It's been said that, "If you catch a man a fish, you can sell it to him; but if you teach a man to fish, you lose a wonderful business opportunity." I'm not sure how that ties in to what I'm talking about, but I'm sure it is somehow connected. Because it has the words 'business' and 'opportunity' in it. And 'fish.'

In closing, I've had the time of my life working with all of you (more specifically, the February 2009 to March 2010 time). I'm not really the type to get super mushy when saying my goodbye's, but I am the type to get super hungry when I smell bacon. In fact, if any of you feel the urge to visit me in Fort Worth during the next two years, it would totally make my day if you brought bacon. Bacon's pretty much the best food on the planet. It's even fun to say. Bacon, bacon, bacon...

Now, you are all in the loop. This has been a public service announcement brought to you by the letter R, and the number 29. Thank you for reading, and have a sensational week.

-G'PO

Tuesday, June 1, 2010

Project Robo-Dog, Imaginary Journalists, and Facebook Fridays. You know you're curious.

I recently took up the alter-ego name Mustafo Monkovit out of sheer wacky inside-jokeness resulting from a crazy night of aimless driving around Fort Worth with my wife this past week.  It's my Russian name.  And hers is Bruschetta Monkovit.

I kind of went on a spree with alternate identities from varying ethnic backgrounds, such as Juan Quatro the Magnificent, the last remaining descendant of the legendary Don Quixote, and a terrible street magician.  And then there's the Japanese KazanInu-Mekka, which translates (very) roughly to "Volcano Robo-Dog."

All this to say, I tend to dance aimlessly around random, off-the-wall topics, following them up with the inevitable closing statement that is bound to contain some kind of arbitrary observation and begin with the phrase "all this to say."

That's because whenever I think of something of actual substance about which I might blog, the option of actually blogging about it is conveniently unavailable to me.  So I usually condense it into a micro-blog and stick it on my facebook as a status update, like "I blame Mario Kart for my habit of throwing banana peels out the window while I'm driving" or "I don't procrastinate at work. I delegate tasks to my future self."
No one would've guessed that these statements are but mere morsels of the feast of blog-able content that flew through my mind too quickly for me to even grasp it, much less tame it and tie it down to this webpage.  The status about Mario Kart is but the echo of a fleeting monologue that digs into the effects of racing games on my lead-footed predisposition, as well as the incredible restraint I demonstrate by not throwing all my trash out the window as I drive up and down I-20 five days a week.

And while the procrastination idea may be something that you'd expect to see on one of those graphic tees by which teenagers find themselves all too amused these days, it was actually the tail end of a conversation I had with my inner monologue about what I would actually do if I were able to communicate with the past and future iterations of myself.
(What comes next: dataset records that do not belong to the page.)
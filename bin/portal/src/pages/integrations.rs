//! Integrations page.
//!
//! Collects the user and organization identifiers, lets the user pick a
//! provider, and reveals the connect widget and items panel as each
//! stage of the form is reached.

mod connect;
mod data;
mod server;

pub use connect::ConnectIntegration;
pub use data::ItemsPanel;
pub use server::*;

use integrations_portal_core::{CredentialBundle, Identity, IntegrationForm, Provider};
use leptos::prelude::*;

/// Integrations page component.
#[component]
pub fn IntegrationsPage() -> impl IntoView {
    let form = RwSignal::new(IntegrationForm::default());

    // Memos so that typing in the identity fields does not re-create the
    // widget or the panel.
    let selected = Memo::new(move |_| form.with(IntegrationForm::selected));
    let bundle = Memo::new(move |_| form.with(|f| f.params().bundle().cloned()));
    let identity = Signal::derive(move || form.with(|f| f.identity.clone()));

    let on_credentials = Callback::new(move |bundle: CredentialBundle| {
        let provider = bundle.provider;
        let mut stored = false;
        form.update(|f| stored = f.store_credentials(bundle));
        if !stored {
            leptos::logging::warn!("ignoring {provider} credentials for a deselected provider");
        }
    });

    view! {
        <div class="integrations-page">
            <h1>"Integrations Portal"</h1>

            <section class="integration-form">
                <div class="form-group">
                    <label for="user-id">"User ID"</label>
                    <input
                        id="user-id"
                        type="text"
                        prop:value=move || form.with(|f| f.identity.user_id.clone())
                        on:input=move |ev| form.update(|f| f.identity.user_id = event_target_value(&ev))
                    />
                </div>
                <div class="form-group">
                    <label for="org-id">"Organization ID"</label>
                    <input
                        id="org-id"
                        type="text"
                        prop:value=move || form.with(|f| f.identity.org_id.clone())
                        on:input=move |ev| form.update(|f| f.identity.org_id = event_target_value(&ev))
                    />
                </div>
                <div class="form-group">
                    <label for="integration-type">"Integration Type"</label>
                    <select
                        id="integration-type"
                        prop:value=move || selected.get().map(Provider::display_name).unwrap_or_default()
                        on:change=move |ev| {
                            let provider = event_target_value(&ev).parse::<Provider>().ok();
                            form.update(|f| f.select(provider));
                        }
                    >
                        <option value="">"Select an integration"</option>
                        {Provider::ALL
                            .into_iter()
                            .map(|provider| {
                                view! {
                                    <option value=provider.display_name()>{provider.display_name()}</option>
                                }
                            })
                            .collect_view()}
                    </select>
                </div>
            </section>

            {move || {
                selected.get().map(|provider| view! {
                    <IntegrationSection provider identity bundle on_credentials/>
                })
            }}

            {move || {
                bundle.get().map(|bundle| view! {
                    <section class="data-section">
                        <h2>"Data Fetching"</h2>
                        <ItemsPanel bundle/>
                    </section>
                })
            }}
        </div>
    }
}

/// Connect widget section for the selected provider.
#[component]
fn IntegrationSection(
    provider: Provider,
    identity: Signal<Identity>,
    bundle: Memo<Option<CredentialBundle>>,
    on_credentials: Callback<CredentialBundle>,
) -> impl IntoView {
    let connected = Signal::derive(move || {
        bundle.with(|b| b.as_ref().is_some_and(|b| b.provider == provider))
    });

    view! {
        <section class="integration-section">
            <h2>{format!("{provider} Integration")}</h2>
            <ConnectIntegration provider identity connected on_credentials/>
        </section>
    }
}
//! Main Leptos application component and routing.

use crate::pages::IntegrationsPage;
use leptos::prelude::*;
use leptos_meta::{Title, provide_meta_context};
use leptos_router::{
    components::{Route, Router, Routes},
    path,
};

/// Root application component.
#[component]
pub fn App() -> impl IntoView {
    provide_meta_context();

    view! {
        <Title text="Integrations Portal"/>
        <Router>
            <Header/>
            <main class="container">
                <Routes fallback=|| "Page not found.".into_view()>
                    <Route path=path!("/") view=IntegrationsPage/>
                </Routes>
            </main>
        </Router>
    }
}

#[component]
fn Header() -> impl IntoView {
    view! {
        <header class="header">
            <div class="header-left">
                <a href="/" class="logo">"Integrations Portal"</a>
            </div>
        </header>
    }
}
The truth is that there is a journalist inside my head, sitting on a wooden crate in a dimly-lit room; an old-fashioned typewriter sitting atop his lap as he endlessly punches away at the old creaky keys - a 30-page discourse on every thought that passes through his tiny, imaginary world.  Seldom does he ever publish an article, though; and when he does, his vision is too blurry and his memory too faint to dictate properly the essay to my antsy fingertips.
The posts in this blog serve two purposes: firstly, a method of record-keeping so as to provide a means by which I may look back and accurately assess my progress toward my goals, and secondly, my own entertainment.  When ideas never make it to this blog, but are instead thrown off-course into the sea of collective information that is proprietarily owned by Mark Zuckerberg and his evil empire of soul-stealers, they never live up to their true potential, and usually wind up serving the exact opposite purpose than that for which they were intended: they provide records of times in which I was either too busy or too distracted to actually write something substantial, and they provide entertainment for others.  I'm not too worried about the second part, but it's the first one that gets me.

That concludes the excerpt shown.